Tcpdump traces of wireless activity in the UCSD Computer Science building.

  • files: wired
  • description: We collected tcpdump traces of wireless activity in the UCSD Computer Science building.
  • measurement purpose: Network Diagnosis
  • methodology: The tcpdump trace was collected at the gateway router that interfaces the campus giga-ether network and the CSE wireless VLAN.

ucsd/cse/tcpdump Traces

  • wired: Tcpdump traces of wireless activity in the UCSD Computer Science building.
    • configuration: the tcpdump trace at the gateway router that interfaces the campus giga-ether network and the CSE wireless VLAN.
    • format:

      The format is gzipped tcpdump pcap.

Instructions: 

The files in this directory are a CRAWDAD dataset hosted by IEEE DataPort. 

About CRAWDAD: the Community Resource for Archiving Wireless Data At Dartmouth is a data resource for the research community interested in wireless networks and mobile computing. 

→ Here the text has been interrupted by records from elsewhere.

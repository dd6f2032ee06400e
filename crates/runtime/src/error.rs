//! Errors raised by the command runner
//!
//! The runner is purely mechanical: a process that started and exited with
//! a non-zero code is *not* an error here. Only failures to start the
//! process at all are reported through this type; semantic interpretation
//! of exit codes happens in `tapdeploy-cf`.

use std::io;

use thiserror::Error;

/// Failure to invoke an external command.
#[derive(Debug, Error)]
pub enum CommandError {
    /// The executable could not be located on the PATH.
    #[error("executable `{program}` not found in PATH")]
    ExecutableNotFound {
        /// Name of the program that was looked up
        program: String,
    },

    /// The process could not be spawned, e.g. the working directory does
    /// not exist or the OS refused the invocation.
    #[error("failed to invoke `{program}`: {source}")]
    Invocation {
        /// Name of the program that was invoked
        program: String,
        /// Underlying I/O error
        #[source]
        source: io::Error,
    },
}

CRAWDAD was founded at Dartmouth College in 2004, led by Tristan Henderson, David Kotz, and Chris McDonald. CRAWDAD datasets are hosted by IEEE DataPort as of November 2022. 

Note: Please use the Data in an ethical and responsible way with the aim of doing no harm to any person or entity for the benefit of society at large. Please respect the privacy of any human subjects whose wireless-network activity is captured by the Data and comply with all applicable laws, including without limitation such applicable laws pertaining to the protection of personal information, security of data, and data breaches. Please do not apply, adapt or develop algorithms for the extraction of the true identity of users and other information of a personal nature, which might constitute personally identifiable information or protected health information under any such applicable laws. Do not publish or otherwise disclose to any other person or entity any information that constitutes personally identifiable information or protected health information under any such applicable laws derived from the Data through manual or automated techniques. 

Please acknowledge the source of the Data in any publications or presentations reporting use of this Data.